The film ends on Charles’s wedding day. Carrie is in attendance and we find she is already separated from her husband. Charles abandons his bride at the altar and asks Carrie, “Do you think…you might agree not to marry me? And do you think not being married to me might maybe be something you could consider doing for the rest of your life?” Carrie responds, “I do.” The film ends in a montage of happy photos, including a shot of Charles, Carrie, and a baby boy.

What the plot of “Four Weddings” implies is that it’s possible to have dozens of sexual liaisons without slowly destroying your ability to have a healthy relationship. Carrie is physically intimate with 33 men over the course of her lifetime (as far as we can tell), but this isn’t portrayed as detrimental to her ability to settle down with the right man.

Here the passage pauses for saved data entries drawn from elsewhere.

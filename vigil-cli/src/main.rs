// Vigil command line interface
// Live camera annotation with persistent face identities

mod console;

use anyhow::{anyhow, Context};
use clap::{Parser, Subcommand, ValueEnum};
use std::path::PathBuf;
use std::sync::atomic::{AtomicBool, Ordering};
use std::sync::Arc;
use tracing::{info, warn};
use tracing_subscriber::EnvFilter;
use vigil_eye::recognizer::recognizers_from_config;
use vigil_eye::registry::IdentityRegistry;
use vigil_eye::source::candidate_addresses;
use vigil_eye::{RecognitionOrchestrator, RecognizerKind, Session, SessionReport, SourceAcquirer, SystemClock, VisionConfig};

#[derive(Parser)]
#[command(name = "vigil")]
#[command(about = "Real-time face, object and text annotation for local and network cameras", long_about = None)]
#[command(version)]
struct Cli {
    #[command(subcommand)]
    command: Commands,

    /// Log level (error, warn, info, debug, trace); RUST_LOG takes precedence
    #[arg(long, global = true, env = "VIGIL_LOG_LEVEL", default_value = "info")]
    log_level: String,

    /// Log output format
    #[arg(long, global = true, value_enum, default_value = "text")]
    log_format: LogFormat,
}

#[derive(Clone, Copy, ValueEnum)]
enum LogFormat {
    Text,
    Json,
}

#[derive(Subcommand)]
enum Commands {
    /// Open a source and annotate it until quit
    Run {
        /// Device index, http://host:port/path or rtsp://host:port/path
        #[arg(long, short)]
        source: Option<String>,

        /// Configuration file (TOML or JSON)
        #[arg(long, short)]
        config: Option<PathBuf>,

        /// Identity registry file
        #[arg(long)]
        registry: Option<PathBuf>,

        /// Start with face recognition disabled
        #[arg(long)]
        no_faces: bool,

        /// Start with object detection disabled
        #[arg(long)]
        no_objects: bool,

        /// Start with text recognition disabled
        #[arg(long)]
        no_text: bool,
    },

    /// List stored identities
    Identities {
        /// Identity registry file
        #[arg(long)]
        registry: Option<PathBuf>,

        /// Configuration file (TOML or JSON)
        #[arg(long, short)]
        config: Option<PathBuf>,

        /// Print JSON
        #[arg(long)]
        json: bool,
    },

    /// Print stream addresses worth trying for a phone or IP camera
    Candidates {
        /// Camera IP address, e.g. 192.168.0.107
        ip: String,

        /// Print JSON
        #[arg(long)]
        json: bool,
    },
}

fn init_logging(level: &str, format: LogFormat) {
    let filter = EnvFilter::try_from_default_env().unwrap_or_else(|_| EnvFilter::new(level));
    let builder = tracing_subscriber::fmt().with_env_filter(filter).with_target(false);
    match format {
        LogFormat::Text => builder.init(),
        LogFormat::Json => builder.json().init(),
    }
}

fn load_config(path: Option<&PathBuf>) -> anyhow::Result<VisionConfig> {
    let mut config = match path {
        Some(path) => VisionConfig::from_file(path).with_context(|| format!("loading {}", path.display()))?,
        None => VisionConfig::default(),
    };
    config.apply_env();
    Ok(config)
}

#[tokio::main]
async fn main() -> anyhow::Result<()> {
    let cli = Cli::parse();
    init_logging(&cli.log_level, cli.log_format);

    match cli.command {
        Commands::Run {
            source,
            config,
            registry,
            no_faces,
            no_objects,
            no_text,
        } => {
            let mut config = load_config(config.as_ref())?;
            if let Some(source) = source {
                config.source.descriptor = source;
            }
            if let Some(registry) = registry {
                config.registry.path = registry;
            }
            for (kind, disabled) in [
                (RecognizerKind::Faces, no_faces),
                (RecognizerKind::Objects, no_objects),
                (RecognizerKind::Text, no_text),
            ] {
                if disabled {
                    config.cadence.get_mut(kind).enabled = false;
                }
            }
            config.validate().map_err(|e| anyhow!("Invalid configuration: {}", e))?;
            run(config).await?;
        }
        Commands::Identities { registry, config, json } => {
            let mut config = load_config(config.as_ref())?;
            if let Some(registry) = registry {
                config.registry.path = registry;
            }
            show_identities(&config, json)?;
        }
        Commands::Candidates { ip, json } => {
            show_candidates(&ip, json)?;
        }
    }

    Ok(())
}

/// Blocking HTTP clients live entirely on the session thread
fn build_session(config: VisionConfig, interrupt: Arc<AtomicBool>) -> anyhow::Result<Session> {
    let lines = console::spawn_stdin_reader().context("starting the stdin reader")?;

    let (control, prompter) = console::console(lines, interrupt.clone());

    let recognizers = recognizers_from_config(&config.recognizers)?;
    if recognizers.is_empty() {
        warn!("No recognizer endpoints configured; frames will not be annotated");
    }
    let orchestrator = RecognitionOrchestrator::new(
        recognizers,
        config.recognizers.clone(),
        &config.operator,
        Box::new(prompter),
        Box::new(SystemClock),
    );
    let acquirer = SourceAcquirer::new(config.source.clone())?;

    info!("Controls: q quit | s save frame | t [faces|objects|text] toggle");
    Ok(Session::new(
        config,
        acquirer,
        orchestrator,
        Box::new(control),
        Box::new(console::LogRenderer::new()),
    )
    .with_interrupt(interrupt))
}

async fn run(config: VisionConfig) -> anyhow::Result<()> {
    let interrupt = Arc::new(AtomicBool::new(false));
    let session_interrupt = interrupt.clone();
    let mut task = tokio::task::spawn_blocking(move || -> anyhow::Result<SessionReport> {
        let mut session = build_session(config, session_interrupt)?;
        Ok(session.run()?)
    });
    let outcome = tokio::select! {
        outcome = &mut task => outcome,
        _ = tokio::signal::ctrl_c() => {
            warn!("Interrupt received, shutting down");
            interrupt.store(true, Ordering::Relaxed);
            task.await
        }
    };

    let report = outcome.context("session thread panicked")??;
    println!("Session ended: {:?}", report.reason);
    println!("  Cycles:        {}", report.cycles);
    println!("  Frames saved:  {}", report.frames_saved);
    println!("  Identities:    {}", report.identities);
    if report.fallback_used {
        println!("  Fallback:      HTTP substitute was used");
    }
    Ok(())
}

fn show_identities(config: &VisionConfig, json: bool) -> anyhow::Result<()> {
    let (registry, warning) = IdentityRegistry::load(config.registry.path.clone(), config.registry.match_threshold);
    if let Some(warning) = warning {
        warn!("{}", warning);
    }

    if json {
        let records: Vec<_> = registry
            .records()
            .iter()
            .map(|r| {
                serde_json::json!({
                    "label": r.label,
                    "created_at": r.created_at.to_rfc3339(),
                    "dimension": r.embedding.len(),
                })
            })
            .collect();
        println!("{}", serde_json::to_string_pretty(&records)?);
        return Ok(());
    }

    let stats = registry.stats();
    println!("{} ({} records, {} names)", registry.path().display(), stats.records, stats.labels.len());
    for record in registry.records() {
        println!("  {:<24} {}", record.label, record.created_at.format("%Y-%m-%d %H:%M:%S"));
    }
    Ok(())
}

fn show_candidates(ip: &str, json: bool) -> anyhow::Result<()> {
    let candidates = candidate_addresses(ip);
    if json {
        println!("{}", serde_json::to_string_pretty(&candidates)?);
        return Ok(());
    }

    let mut current = "";
    for candidate in &candidates {
        if candidate.app != current {
            println!("{}:", candidate.app);
            current = candidate.app;
        }
        println!("  {}", candidate.address);
    }
    println!("\nTry one with: vigil run --source <address>");
    Ok(())
}
//! Open a source, read a few hundred frames and print its health.
//!
//! ```text
//! cargo run -p vigil-eye --example watch_source -- http://192.168.0.107:8080/video
//! cargo run -p vigil-eye --example watch_source --features opencv -- rtsp://192.168.0.107:8080/h264_ulaw.sdp
//! ```

use vigil_eye::config::SourceConfig;
use vigil_eye::{SourceAcquirer, SourceDescriptor};

const FRAMES: u32 = 300;

fn main() -> Result<(), Box<dyn std::error::Error>> {
    tracing_subscriber::fmt::init();

    let input = std::env::args().nth(1).unwrap_or_else(|| "0".to_string());
    let descriptor = SourceDescriptor::parse(&input)?;
    let acquirer = SourceAcquirer::new(SourceConfig::default())?;

    let mut handle = acquirer.open(&descriptor)?;
    if let Some(transport) = handle.active_transport() {
        println!("Negotiated {} transport", transport);
    }

    let mut brightness = 0.0;
    let mut read = 0;
    while read < FRAMES {
        match handle.read() {
            Ok(frame) => {
                if let Some(degraded) = frame.degraded {
                    println!(
                        "{} dark frames in a row, consider {}",
                        degraded.consecutive_dark, degraded.suggested_address
                    );
                }
                brightness += frame.frame.mean_luminance();
                read += 1;
            }
            Err(e) => {
                println!("Stopped early: {}", e);
                break;
            }
        }
    }

    let health = handle.health();
    println!("Frames read:       {}", read);
    println!("Mean luminance:    {:.1}", if read > 0 { brightness / read as f64 } else { 0.0 });
    println!("Delivered/dropped: {}/{}", health.frames_delivered, health.frames_dropped);
    println!("Decode failures:   {}", health.consecutive_decode_failures);
    println!("Current fps:       {}", health.fps);

    handle.release();
    Ok(())
}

Unfortunately, reality is grimmer than the movies. The charts at this link—based on a large data sample in the 1995 National Survey of Family Growth—depict a woman’s likelihood to be in a stable marriage five years to ten years after her wedding day. Though Carrie and Charles do not actually marry, the lesson is clear: one’s statistical likelihood of enjoying a stable relationship without committing to sexual purity is hardly as rosy as “Four Weddings” represents it.

The second falsehood is the film’s assertion that cohabitation is the functional equivalent of marriage. If one’s odds of marital stability after a lifetime of promiscuity are bleak, consider that cohabiting relationships last around one year in the United States—even in France, Britain’s neighbor, the average cohabitation lasts only four years.[1] Lastly, Carrie and Charles have a baby. If unmarried cohabitation is not the lifetime of personally defined bliss that they expect it will be, she will likely end up a single mother. This family structure brings with it all sorts of difficulties, but the long and short of them is that children raised in single-mother homes have to grapple with obstacles that children born into intact, married families struggle with less.

What do you think? Do you think Carrie and Charles really live happily ever after, or do they fall in line with the trends above once the cameras quit rolling?


[1] Patrick Heuveline and Jeffrey Timberlake, “The Role of Cohabitation in Family Formation: The United States in Comparative Perspective,” Journal of Marriage and the Family 66, no. 5 (2004): 1223.